The initial rollout will be in Germany, the Netherlands, the UK and France, where clinical trials were staged, and where there are known patient populations and clinical centers. The treatment of EPP does not fall to one particular specialty, with dermatologists, hematologists and phytobiologists all likely to be involved. "It's a broad church," Hay said.
Clinuvel has agreed on a price for Scenesse in treating EPP with German payers, which it is using as a reference for negotiations in other markets. Hay said the payers recognize EPP needs treating and the company has had "a fairly warm response."
The company intends to put some of the European postmarketing data before the FDA in the hope that it will not be necessary to do another U.S. trial before getting marketing approval. However, Hay said that while the FDA has spoken to EPP patients a couple of times, "it finds it difficult to acknowledge the role of patients.

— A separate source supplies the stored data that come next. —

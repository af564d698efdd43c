//! Domain entities for the input overlay relay.
//!
//! Pure data and pure functions: no sockets, no async runtime, no global
//! state.  Everything here can be unit-tested in isolation.
//!
//! - [`buttons`]: the closed sets of logical keyboard and mouse buttons.
//! - [`event`]: button and device events as emitted by the capture layer.
//! - [`category`]: category bit sets and the classifier.
//! - [`counters`]: per-button press counters.

pub mod buttons;
pub mod category;
pub mod counters;
pub mod event;
//! Per-button press counters.
//!
//! Every outgoing Keyboard and MouseButtons message carries a `presses` field:
//! how many times that button has been freshly pressed since the process
//! started.  The counters are owned by the broadcaster and mutated only on its
//! single thread of control, so plain `&mut self` access is enough.

use tracing::trace;

use super::buttons::{KeyboardButton, MouseButton};
use super::category::{ClassifyError, EventCategory};
use super::event::ButtonEvent;

/// Monotonic press counts for every known keyboard and mouse button.
///
/// Both tables are sized from the button enums at construction and never
/// reallocate.  Counters are never reset.
#[derive(Debug, Clone)]
pub struct PressCounters {
    keyboard: [u32; KeyboardButton::COUNT],
    mouse: [u32; MouseButton::COUNT],
}

impl PressCounters {
    /// Creates counters with every known button at zero.
    pub fn new() -> Self {
        Self {
            keyboard: [0; KeyboardButton::COUNT],
            mouse: [0; MouseButton::COUNT],
        }
    }

    /// Applies `evt` to the counters and returns the value to report for it.
    ///
    /// - Keyboard: increments only on `pressed && !held`; auto-repeat and
    ///   releases report the current count unchanged.
    /// - Mouse click: increments only on `pressed`.
    /// - Mouse wheel: never increments; the current (untouched) count of the
    ///   wheel button is reported.
    ///
    /// # Errors
    ///
    /// Returns [`ClassifyError::UnclassifiableEvent`] if `category` is not the
    /// category of `evt`.
    pub fn record_and_fetch(
        &mut self,
        category: EventCategory,
        evt: &ButtonEvent,
    ) -> Result<u32, ClassifyError> {
        let presses = match *evt {
            ButtonEvent::Keyboard {
                button,
                pressed,
                held,
                ..
            } if category == EventCategory::KEYBOARD => {
                let slot = &mut self.keyboard[button.index()];
                if pressed && !held {
                    *slot = slot.wrapping_add(1);
                }
                *slot
            }
            ButtonEvent::MouseClick { button, pressed } if category == EventCategory::MOUSE_BUTTONS => {
                let slot = &mut self.mouse[button.index()];
                if pressed {
                    *slot = slot.wrapping_add(1);
                }
                *slot
            }
            ButtonEvent::MouseWheel { button, .. } if category == EventCategory::MOUSE_BUTTONS => {
                self.mouse[button.index()]
            }
            _ => return Err(ClassifyError::UnclassifiableEvent(*evt)),
        };
        trace!("presses for {evt:?}: {presses}");
        Ok(presses)
    }

    pub fn keyboard_presses(&self, button: KeyboardButton) -> u32 {
        self.keyboard[button.index()]
    }

    pub fn mouse_presses(&self, button: MouseButton) -> u32 {
        self.mouse[button.index()]
    }
}

impl Default for PressCounters {
    fn default() -> Self {
        Self::new()
    }
}

// ── Tests ─────────────────────────────────────────────────────────────────────

#[cfg(test)]
mod tests {
    use super::*;
    use crate::domain::event::RawKeyboard;

    fn key(button: KeyboardButton, pressed: bool, held: bool) -> ButtonEvent {
        ButtonEvent::key(button, RawKeyboard::default(), pressed, held)
    }

    #[test]
    fn test_all_counters_start_at_zero() {
        let counters = PressCounters::new();
        assert!(KeyboardButton::ALL
            .iter()
            .all(|b| counters.keyboard_presses(*b) == 0));
        assert!(MouseButton::ALL.iter().all(|b| counters.mouse_presses(*b) == 0));
    }

    #[test]
    fn test_fresh_key_press_increments() {
        // Arrange
        let mut counters = PressCounters::new();

        // Act
        let presses = counters
            .record_and_fetch(EventCategory::KEYBOARD, &key(KeyboardButton::A, true, false))
            .unwrap();

        // Assert
        assert_eq!(presses, 1);
        assert_eq!(counters.keyboard_presses(KeyboardButton::A), 1);
    }

    #[test]
    fn test_auto_repeat_and_release_do_not_increment() {
        let mut counters = PressCounters::new();
        let kb = EventCategory::KEYBOARD;

        assert_eq!(counters.record_and_fetch(kb, &key(KeyboardButton::A, true, false)), Ok(1));
        assert_eq!(counters.record_and_fetch(kb, &key(KeyboardButton::A, true, true)), Ok(1));
        assert_eq!(counters.record_and_fetch(kb, &key(KeyboardButton::A, true, true)), Ok(1));
        assert_eq!(counters.record_and_fetch(kb, &key(KeyboardButton::A, false, false)), Ok(1));
        assert_eq!(counters.record_and_fetch(kb, &key(KeyboardButton::A, true, false)), Ok(2));
    }

    #[test]
    fn test_counters_are_per_button() {
        let mut counters = PressCounters::new();
        let kb = EventCategory::KEYBOARD;
        counters.record_and_fetch(kb, &key(KeyboardButton::A, true, false)).unwrap();
        counters.record_and_fetch(kb, &key(KeyboardButton::B, true, false)).unwrap();
        counters.record_and_fetch(kb, &key(KeyboardButton::B, true, false)).unwrap();

        assert_eq!(counters.keyboard_presses(KeyboardButton::A), 1);
        assert_eq!(counters.keyboard_presses(KeyboardButton::B), 2);
    }

    #[test]
    fn test_mouse_click_increments_on_press_only() {
        let mut counters = PressCounters::new();
        let mb = EventCategory::MOUSE_BUTTONS;

        let down = ButtonEvent::click(MouseButton::Mouse1, true);
        let up = ButtonEvent::click(MouseButton::Mouse1, false);
        assert_eq!(counters.record_and_fetch(mb, &down), Ok(1));
        assert_eq!(counters.record_and_fetch(mb, &up), Ok(1));
        assert_eq!(counters.record_and_fetch(mb, &down), Ok(2));
    }

    #[test]
    fn test_wheel_never_increments() {
        let mut counters = PressCounters::new();
        let mb = EventCategory::MOUSE_BUTTONS;

        for _ in 0..5 {
            let presses = counters
                .record_and_fetch(mb, &ButtonEvent::wheel(MouseButton::MouseWheelUp, 3))
                .unwrap();
            assert_eq!(presses, 0);
        }
        assert_eq!(counters.mouse_presses(MouseButton::MouseWheelUp), 0);
    }

    #[test]
    fn test_category_mismatch_is_rejected() {
        let mut counters = PressCounters::new();
        let result = counters.record_and_fetch(
            EventCategory::MOUSE_BUTTONS,
            &key(KeyboardButton::A, true, false),
        );
        assert!(matches!(result, Err(ClassifyError::UnclassifiableEvent(_))));
        assert_eq!(counters.keyboard_presses(KeyboardButton::A), 0);
    }
}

"It would be hard to generate any different data. You can't do a placebo-controlled trial and EPP patients change their habits; they don't go out in the sun. So how do you measure the effects [of Scenesse]?" Hay said.
Scenesse, a first-in-class alpha-melanocyte-stimulating hormone analogue, promotes the development of pigmentation, protecting patients with EPP from a buildup of protoporphyrin in their skin. Protoporphyrin, a precursor of heme, absorbs light in the visible spectrum, triggering painful itching, burning and swelling on exposure to sunlight or bright indoor lighting. There is no other treatment and sufferers are only safe to go out at night.
EXPANDING USE TO VITIGLIO
While pressing ahead with commercialization in Europe, Clinuvel is awaiting data from a phase IIb trial in which it is testing Scenesse as a treatment for vitiglio. The condition is characterized by patchy loss of skin pigmentation due to the selective loss of epidermal melanocytes. Scenesse administered in combination with ultraviolet phytotherapy, has been shown to promote repigmentation in two U.S. phase IIa trials.
The phase IIb trial, being run at the National Skin Center in Singapore, is testing Scenesse against placebo in combination with phytotherapy. Clinuvel has talked to the FDA about conducting a U.S. phase IIb or phase III study, pending the outcome of the Singapore trial.
"Where you are using Scenesse to treat vitiglio you are giving more regular doses than in EPP," Hay said. Given that, the FDA has asked Clinuvel to conduct a preclinical study. "So we still have a few hurdles to get over," he said.